All lines of the material below that include the string "Step" are to be copied.

━━ Given records ━━

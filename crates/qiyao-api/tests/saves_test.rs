//! Integration tests for the save slot routes.

mod common;

use std::sync::Arc;

use axum::http::StatusCode;
use qiyao_test_support::{FailingSaveRepository, MockRng};
use serde_json::json;

#[tokio::test]
async fn test_store_and_load_slot_round_trip() {
    let state = common::test_state();

    let (status, json) = common::get_json(&state, "/api/v1/saves").await;
    assert_eq!(status, StatusCode::OK);
    assert_eq!(json["slots"], json!([]));

    // Step 1: save a fresh game
    common::post_json(&state, "/api/v1/game/initialize", &json!({})).await;
    let (status, json) = common::send_empty(&state, "PUT", "/api/v1/saves/day-1").await;
    assert_eq!(status, StatusCode::OK);
    assert_eq!(json["slot"], "day-1");

    let (_, json) = common::get_json(&state, "/api/v1/saves").await;
    assert_eq!(json["slots"], json!(["day-1"]));

    // Step 2: play on until an interaction is open
    let (_, json) =
        common::post_json(&state, "/api/v1/game/advance-turn", &json!({ "distance": 6 })).await;
    assert!(json["game"]["interaction"].is_object());

    // Step 3: load drops the interaction and restores the saved game
    let (status, json) = common::send_empty(&state, "POST", "/api/v1/saves/day-1/load").await;
    assert_eq!(status, StatusCode::OK);
    assert!(json["interaction"].is_null());
    assert_eq!(json["active_faction"], "tianhe");
    assert_eq!(json["log"].as_array().unwrap().len(), 1);

    // The game can continue after a load.
    let (status, _) =
        common::post_json(&state, "/api/v1/game/advance-turn", &json!({ "distance": 2 })).await;
    assert_eq!(status, StatusCode::OK);
}

#[tokio::test]
async fn test_load_empty_slot_returns_404() {
    let state = common::test_state();

    let (status, json) = common::send_empty(&state, "POST", "/api/v1/saves/never/load").await;

    assert_eq!(status, StatusCode::NOT_FOUND);
    assert_eq!(json["error"], "not_found");
}

#[tokio::test]
async fn test_store_returns_500_when_repository_fails() {
    let state = common::test_state_with(Box::new(MockRng), Arc::new(FailingSaveRepository));
    common::post_json(&state, "/api/v1/game/initialize", &json!({})).await;

    let (status, json) = common::send_empty(&state, "PUT", "/api/v1/saves/autosave").await;

    assert_eq!(status, StatusCode::INTERNAL_SERVER_ERROR);
    assert_eq!(json["error"], "infrastructure_error");

    // The game itself is unaffected.
    let (status, _) = common::get_json(&state, "/api/v1/game").await;
    assert_eq!(status, StatusCode::OK);
}

#[tokio::test]
async fn test_store_rejects_invalid_slot_name() {
    let state = common::test_state();
    common::post_json(&state, "/api/v1/game/initialize", &json!({})).await;

    let (status, json) = common::send_empty(&state, "PUT", "/api/v1/saves/day%201").await;

    assert_eq!(status, StatusCode::BAD_REQUEST);
    assert_eq!(json["error"], "validation_error");
}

━━━

> Response to the task:
    // Step 1: save a fresh game
    // Step 2: play on until an interaction is open
    // Step 3: load drops the interaction and restores the saved game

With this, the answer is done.